Another startling example comes from the work of Adrian Owen, of the University of Waterloo, on patients in a persistent vegetative state. These are people who have suffered serious injuries or diseases leading to being unresponsive to any external stimuli. They can't move, talk, or respond in any way.
Until recently, it was unknown whether these patients were truly unconscious, or whether they had some awareness of their surroundings and just could not respond. Starting in 2006, Owen and his colleagues have shown that some of these patients are able to respond meaningfully, proving that they are indeed aware of their environment. They achieved this by using functional brain scans to measure brain activity in patients as questions were asked. One patient has even learned to change his brain activity in such a way that he is able to answer "yes" or "no" to questions.
In these cases there is no way to access the patients' mind through studying their behaviour or asking them questions. Accessing their brain activity through functional scans is the only communication option left. The demonstration that some of these patients are in fact conscious has important implications for patient care, medical ethics, and clinical decision-making.

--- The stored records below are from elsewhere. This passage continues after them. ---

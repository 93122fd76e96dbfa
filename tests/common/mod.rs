//! Shared fixtures for integration tests.
//!
//! Builds an in-memory world with a tick scheduler and a teleporter over
//! it, and installs a test-writer tracing subscriber once per binary.

#![allow(dead_code)]

use parking_lot::Mutex;
use portalguns::config::TeleportConfig;
use portalguns::scheduler::TickScheduler;
use portalguns::teleport::{Chain, Teleporter};
use portalguns::world::{EntityGraph, EntityId, EntityKind, Location, MemoryWorld};
use std::sync::{Arc, Once};
use tracing_subscriber::EnvFilter;

static TRACING: Once = Once::new();

/// Route `tracing` output through the test harness (`RUST_LOG` to enable).
pub fn init_tracing() {
    TRACING.call_once(|| {
        let _ = tracing_subscriber::fmt()
            .with_env_filter(EnvFilter::from_default_env())
            .with_test_writer()
            .try_init();
    });
}

pub fn origin() -> Location {
    Location::new("world", 0.0, 64.0, 0.0)
}

pub fn destination() -> Location {
    Location::new("world_nether", -120.5, 70.0, 33.25).with_facing(180.0, 10.0)
}

/// A world, a scheduler and a teleporter over them.
pub struct Harness {
    pub world: Arc<MemoryWorld>,
    pub scheduler: TickScheduler,
    pub teleporter: Teleporter<MemoryWorld>,
}

impl Harness {
    pub fn new() -> Self {
        Self::with_config(TeleportConfig::default())
    }

    pub fn with_config(config: TeleportConfig) -> Self {
        init_tracing();
        let world = Arc::new(MemoryWorld::new());
        Self {
            teleporter: Teleporter::new(world.clone(), config),
            world,
            scheduler: TickScheduler::new(),
        }
    }

    pub fn spawn(&self, kind: EntityKind) -> EntityId {
        self.world.spawn(kind, origin())
    }

    /// Spawn `kinds` as a riding stack, first element at the bottom.
    pub fn stack(&self, kinds: &[EntityKind]) -> Vec<EntityId> {
        let ids: Vec<_> = kinds.iter().map(|k| self.spawn(*k)).collect();
        for pair in ids.windows(2) {
            assert!(self.world.set_passenger(pair[0], pair[1]));
        }
        ids
    }

    /// Teleport `entity` to [`destination`], capturing the completed chain.
    pub fn teleport(&self, entity: EntityId) -> Arc<Mutex<Option<Chain>>> {
        let slot = Arc::new(Mutex::new(None));
        let sink = slot.clone();
        self.teleporter
            .teleport(entity, &destination(), &self.scheduler, move |chain| {
                *sink.lock() = Some(chain);
            })
            .expect("relink should be scheduled");
        slot
    }

    /// Run every pending relink.
    pub fn settle(&self) {
        let delay = u64::from(self.teleporter.config().relink_delay_ticks.max(1));
        self.scheduler.advance(delay);
    }

    pub fn at_destination(&self, entity: EntityId) -> bool {
        self.world.location(entity) == Some(destination())
    }
}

Most other mental problems are unfortunately not nearly so clear-cut as Parkinson's, or (fortunately) so extreme as a vegetative state. Describing the underlying brain problem in, say, autism, depression, or schizophrenia is more difficult, and our understanding of these disorders is therefore less advanced. It seems likely that these issues are probably associated with more subtle problems, across several brain regions. Some may even be undetectable with current technology, however that is a practical issue and will hopefully be resolved as the technology improves. Just because we can't currently visualise all the brain effects associated with these disorders doesn't mean they don't exist.
The most fruitful approach when trying to gain understanding about something as complex as mental disorders is to use all the sources of evidence available. That means integrating results from brain imaging, animal models, genetics, and studies of behaviour and cognition too.
No matter how impressive brain-scanning technology becomes, there will always be a need for people who understand cognition and behaviour to design the right experiments that will produce the most valuable and useful results from the technology. Using the two approaches together creates a powerful set of tools that can potentially produce practical, clinically helpful information, as well as amazing scientific results.